I see no credible reason for you to justify your doubt of God, because someone else did [insert something wrong 
here].  Please doubt responsibly; own it as your personal invention and be fully accountable for it.  

The woman you gave me handed me the fruit. The serpent deceived me.  The pastor said on a message board... .


----------



## Israel (Feb 16, 2014)

"Doubt responsibly"...!!!!

Amen.


----------



## panfried0419 (Feb 16, 2014)

Israel said:


> "Doubt responsibly"...!!!!
> 
> Amen.



Amen


----------



## HawgJawl (Feb 17, 2014)

BT Charlie said:


> This thread is an indirect result of your comment, to the effect that statements of others on this forum that you read were leading you from Christianity.  Not to figuratively smack you with too big of board, if you would listen to the Messiah none of this would be happening.



I've been asking God and Jesus for answers for most of my life.  I cannot in all honestly tell the difference between a message placed in my head from God and a message I created in my head.  I think we can all find many examples of people believing that God has told them to do something, and many of those "messages" are not consistent with scripture.

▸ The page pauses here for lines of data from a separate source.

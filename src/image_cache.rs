//! In-memory TTL cache in front of the Unsplash category endpoint
//!
//! Each (category, count, page) triple is fetched at most once per TTL window.
//! Failed fetches are retried with linear backoff, and when the remote side
//! stays unavailable the caller gets images from the bundled fallback pool.
//! `fetch_images` never returns an error.

use crate::config::CacheConfig;
use crate::error::{GalleryError, Result};
use crate::fallback::{fallback_images, DEFAULT_CATEGORY};
use crate::models::ImageDescriptor;
use crate::random::{RandomSource, XorShiftRng};
use crate::unsplash::UnsplashClient;
use std::collections::HashMap;
use std::sync::atomic::{AtomicUsize, Ordering};
use std::sync::{Arc, Mutex, MutexGuard, PoisonError};
use std::time::{Duration, Instant};
use tokio::task::JoinHandle;

/// A cached page of images
#[derive(Debug, Clone)]
pub struct CacheEntry {
    pub key: String,
    pub payload: Vec<ImageDescriptor>,
    pub created_at: Instant,
    pub page: u32,
}

impl CacheEntry {
    /// Valid for reads while younger than `ttl`
    pub fn is_fresh(&self, ttl: Duration, now: Instant) -> bool {
        now.saturating_duration_since(self.created_at) < ttl
    }
}

type Store = Arc<Mutex<HashMap<String, CacheEntry>>>;

fn lock<T>(mutex: &Mutex<T>) -> MutexGuard<'_, T> {
    mutex.lock().unwrap_or_else(PoisonError::into_inner)
}

/// Remove entries older than `ttl`, returning how many were dropped
fn purge_expired(store: &Mutex<HashMap<String, CacheEntry>>, ttl: Duration) -> usize {
    let now = Instant::now();
    let mut entries = lock(store);
    let before = entries.len();
    entries.retain(|_, entry| entry.is_fresh(ttl, now));
    before - entries.len()
}

/// Category image cache with retry and fallback degradation
pub struct ImageFetchCache {
    client: UnsplashClient,
    config: CacheConfig,
    store: Store,
    rng: Mutex<Box<dyn RandomSource + Send>>,
    sweeper: Mutex<Option<JoinHandle<()>>>,
    network_attempts: AtomicUsize,
}

impl ImageFetchCache {
    /// Create a cache with its own empty store
    pub fn new(client: UnsplashClient, config: CacheConfig) -> Result<Self> {
        config.validate()?;
        Ok(Self {
            client,
            config,
            store: Arc::new(Mutex::new(HashMap::new())),
            rng: Mutex::new(Box::new(XorShiftRng::from_clock())),
            sweeper: Mutex::new(None),
            network_attempts: AtomicUsize::new(0),
        })
    }

    /// Replace the random source used for fallback selection
    pub fn with_rng(self, rng: impl RandomSource + Send + 'static) -> Self {
        *lock(&self.rng) = Box::new(rng);
        self
    }

    pub fn config(&self) -> &CacheConfig {
        &self.config
    }

    /// Composite key for a query
    pub fn cache_key(category: &str, count: usize, page: u32) -> String {
        format!("{}-{}-{}", category, count, page)
    }

    /// Number of HTTP requests issued so far, retries included
    pub fn network_attempts(&self) -> usize {
        self.network_attempts.load(Ordering::Relaxed)
    }

    /// Number of stored entries, expired ones included until swept
    pub fn len(&self) -> usize {
        lock(&self.store).len()
    }

    pub fn is_empty(&self) -> bool {
        self.len() == 0
    }

    /// Fetch a page of images for a category.
    ///
    /// `count` is capped at `max_count`, `page` 0 is treated as page 1 and an
    /// empty category uses the default category.
    pub async fn fetch_images(
        &self,
        category: &str,
        count: usize,
        page: u32,
    ) -> Vec<ImageDescriptor> {
        let category = match category.trim() {
            "" => DEFAULT_CATEGORY,
            trimmed => trimmed,
        };
        let count = count.min(self.config.max_count);
        let page = page.max(1);

        if count == 0 {
            return Vec::new();
        }

        let key = Self::cache_key(category, count, page);
        if let Some(payload) = self.get_fresh(&key, page) {
            log::debug!("Image cache hit for {}", key);
            return payload;
        }

        log::info!(
            "Image cache miss for {}, fetching {} images (page {})",
            key,
            count,
            page
        );

        match self.fetch_remote(category, count).await {
            Ok(images) if images.is_empty() => {
                log::warn!("Using fallback images for {}: empty response", category);
                self.fallback(category, count)
            }
            Ok(mut images) if images.len() < count => {
                // Short pages are topped up and left uncached
                log::warn!(
                    "Got {} of {} images for {}, filling from fallback pool",
                    images.len(),
                    count,
                    category
                );
                let missing = count - images.len();
                images.extend(self.fallback(category, missing));
                images
            }
            Ok(mut images) => {
                images.truncate(count);
                self.insert(key, page, images.clone());
                images
            }
            Err(e) => {
                log::warn!("Using fallback images for {}: {}", category, e);
                self.fallback(category, count)
            }
        }
    }

    fn fallback(&self, category: &str, count: usize) -> Vec<ImageDescriptor> {
        let mut rng = lock(&self.rng);
        fallback_images(category, count, &mut **rng)
    }

    /// Remote fetch with an explicit attempt loop
    async fn fetch_remote(&self, category: &str, count: usize) -> Result<Vec<ImageDescriptor>> {
        let mut attempt = 1;
        loop {
            self.network_attempts.fetch_add(1, Ordering::Relaxed);

            let err = match self.client.random_photos(category, count).await {
                Ok(photos) => {
                    return Ok(photos.iter().map(|p| p.to_descriptor(category)).collect());
                }
                Err(e) => e,
            };

            if !is_retryable(&err) || attempt >= self.config.max_attempts {
                return Err(err);
            }

            let delay = self.config.backoff(attempt);
            log::warn!(
                "Fetch for {} failed (attempt {}/{}): {}, retrying in {:?}",
                category,
                attempt,
                self.config.max_attempts,
                err,
                delay
            );
            tokio::time::sleep(delay).await;
            attempt += 1;
        }
    }

    fn get_fresh(&self, key: &str, page: u32) -> Option<Vec<ImageDescriptor>> {
        let entries = lock(&self.store);
        let entry = entries.get(key)?;
        if entry.page == page && entry.is_fresh(self.config.ttl, Instant::now()) {
            Some(entry.payload.clone())
        } else {
            None
        }
    }

    fn insert(&self, key: String, page: u32, payload: Vec<ImageDescriptor>) {
        let entry = CacheEntry {
            key: key.clone(),
            payload,
            created_at: Instant::now(),
            page,
        };
        lock(&self.store).insert(key, entry);
    }

    /// Drop expired entries now, returning how many were removed
    pub fn sweep_expired(&self) -> usize {
        let removed = purge_expired(&self.store, self.config.ttl);
        if removed > 0 {
            log::debug!("Swept {} expired image cache entries", removed);
        }
        removed
    }

    /// Start the periodic sweeper on the current tokio runtime.
    ///
    /// Returns false when called outside a runtime. Calling it again while a
    /// sweeper is running is a no-op.
    pub fn start_sweeper(&self) -> bool {
        let handle = match tokio::runtime::Handle::try_current() {
            Ok(handle) => handle,
            Err(e) => {
                log::warn!("Cannot start image cache sweeper: {}", e);
                return false;
            }
        };

        let mut slot = lock(&self.sweeper);
        if slot.as_ref().is_some_and(|task| !task.is_finished()) {
            return true;
        }

        let store = Arc::clone(&self.store);
        let ttl = self.config.ttl;
        let period = self.config.sweep_interval;

        *slot = Some(handle.spawn(async move {
            let mut ticker = tokio::time::interval(period);
            // First tick completes immediately
            ticker.tick().await;
            loop {
                ticker.tick().await;
                let removed = purge_expired(&store, ttl);
                if removed > 0 {
                    log::debug!("Swept {} expired image cache entries", removed);
                }
            }
        }));
        log::debug!("Image cache sweeper running every {:?}", period);
        true
    }

    /// Whether the background sweeper is active
    pub fn sweeper_running(&self) -> bool {
        lock(&self.sweeper)
            .as_ref()
            .is_some_and(|task| !task.is_finished())
    }

    /// Stop the sweeper and drop every entry
    pub fn dispose(&self) {
        if let Some(task) = lock(&self.sweeper).take() {
            task.abort();
        }
        lock(&self.store).clear();
    }
}

impl Drop for ImageFetchCache {
    fn drop(&mut self) {
        if let Some(task) = lock(&self.sweeper).take() {
            task.abort();
        }
    }
}

/// Status errors outside the permanent classes and transport failures are
/// retried. Parse errors are not: the same body would come back.
fn is_retryable(err: &GalleryError) -> bool {
    match err {
        GalleryError::HttpStatus(_) => !err.is_permanent(),
        GalleryError::Network(_) => true,
        _ => false,
    }
}
//! Image descriptors handed to the presentation layer

use serde::{Deserialize, Serialize};

/// Accent color used when the source does not provide one
pub const DEFAULT_ACCENT_COLOR: &str = "#e0e0e0";

/// Where an image descriptor came from
#[derive(Debug, Clone, Copy, PartialEq, Eq, Serialize, Deserialize)]
#[serde(rename_all = "lowercase")]
pub enum ImageOrigin {
    /// Fetched from the remote image API
    Remote,
    /// Drawn from the bundled fallback pool
    Fallback,
}

/// Credit for the owner of an image
#[derive(Debug, Clone, PartialEq, Eq, Serialize, Deserialize)]
#[serde(rename_all = "camelCase")]
pub struct Attribution {
    pub name: String,
    pub profile_link: String,
    pub username: String,
}

impl Attribution {
    /// Generic credit attached to locally bundled images
    pub fn generic() -> Self {
        Self {
            name: "Unsplash".to_string(),
            profile_link: "https://unsplash.com".to_string(),
            username: "unsplash".to_string(),
        }
    }
}

/// A resolved image ready to embed into a pin
#[derive(Debug, Clone, PartialEq, Eq, Serialize, Deserialize)]
#[serde(rename_all = "camelCase")]
pub struct ImageDescriptor {
    pub url: String,
    pub alt: String,
    #[serde(default)]
    pub attribution: Option<Attribution>,
    #[serde(default = "default_accent_color")]
    pub accent_color: String,
    #[serde(default)]
    pub blur_hash: Option<String>,
    pub origin: ImageOrigin,
}

fn default_accent_color() -> String {
    DEFAULT_ACCENT_COLOR.to_string()
}

impl ImageDescriptor {
    /// Whether this descriptor came from the fallback pool
    pub fn is_fallback(&self) -> bool {
        self.origin == ImageOrigin::Fallback
    }
}
//! Injectable random source for fallback selection, masonry spans and mock pins

use std::time::{SystemTime, UNIX_EPOCH};

/// Source of uniformly distributed indices
pub trait RandomSource {
    /// Next raw 64-bit value
    fn next_u64(&mut self) -> u64;

    /// Uniform index in `0..bound`. Returns 0 for an empty bound.
    fn next_index(&mut self, bound: usize) -> usize {
        if bound == 0 {
            return 0;
        }
        (self.next_u64() % bound as u64) as usize
    }

    /// Uniform value in the inclusive range `min..=max`
    fn next_in_range(&mut self, min: u32, max: u32) -> u32 {
        if max <= min {
            return min;
        }
        let span = u64::from(max - min) + 1;
        min + (self.next_u64() % span) as u32
    }
}

/// xorshift64* generator, seedable for reproducible output
#[derive(Debug, Clone)]
pub struct XorShiftRng {
    state: u64,
}

impl XorShiftRng {
    /// Create a generator from a fixed seed
    pub fn seeded(seed: u64) -> Self {
        // Zero is a fixed point of xorshift
        let state = if seed == 0 { 0x9E37_79B9_7F4A_7C15 } else { seed };
        Self { state }
    }

    /// Create a generator seeded from the system clock
    pub fn from_clock() -> Self {
        let nanos = SystemTime::now()
            .duration_since(UNIX_EPOCH)
            .map(|d| d.as_nanos() as u64)
            .unwrap_or_default();
        Self::seeded(nanos)
    }
}

impl Default for XorShiftRng {
    fn default() -> Self {
        Self::from_clock()
    }
}

impl RandomSource for XorShiftRng {
    fn next_u64(&mut self) -> u64 {
        let mut x = self.state;
        x ^= x >> 12;
        x ^= x << 25;
        x ^= x >> 27;
        self.state = x;
        x.wrapping_mul(0x2545_F491_4F6C_DD1D)
    }
}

If Jesus speaks clearly to you, perhaps you could do us all the favor of asking Him which denominations have it wrong.


----------



## Israel (Feb 17, 2014)

HawgJawl said:


> I've been asking God and Jesus for answers for most of my life.  I cannot in all honestly tell the difference between a message placed in my head from God and a message I created in my head.  I think we can all find many examples of people believing that God has told them to do something, and many of those "messages" are not consistent with scripture.
> 
> If Jesus speaks clearly to you, perhaps you could do us all the favor of asking Him which denominations have it wrong.


Wisdom is justified of her children.

Working on a need to know basis seems restrictive...when in fact it's all the liberty there is.


----------



## SemperFiDawg (Feb 17, 2014)

Denton said:


> Aside from the bible and church, upon what sources do you base your beliefs



The HOLY SPIRIT'S personal testimony to my very SOUL that Christ is exactly who He said He is; The Way, The Truth, and The Life.  I accepted that testimony, and it sealed my soul forever and ever.  Hallelujah and Amen!


----------



## HawgJawl (Feb 17, 2014)

SemperFiDawg said:


> The HOLY SPIRIT'S personal testimony to my very SOUL that Christ is exactly who He said He is; The Way, The Truth, and The Life.  I accepted that testimony, and it sealed my soul forever and ever.  Hallelujah and Amen!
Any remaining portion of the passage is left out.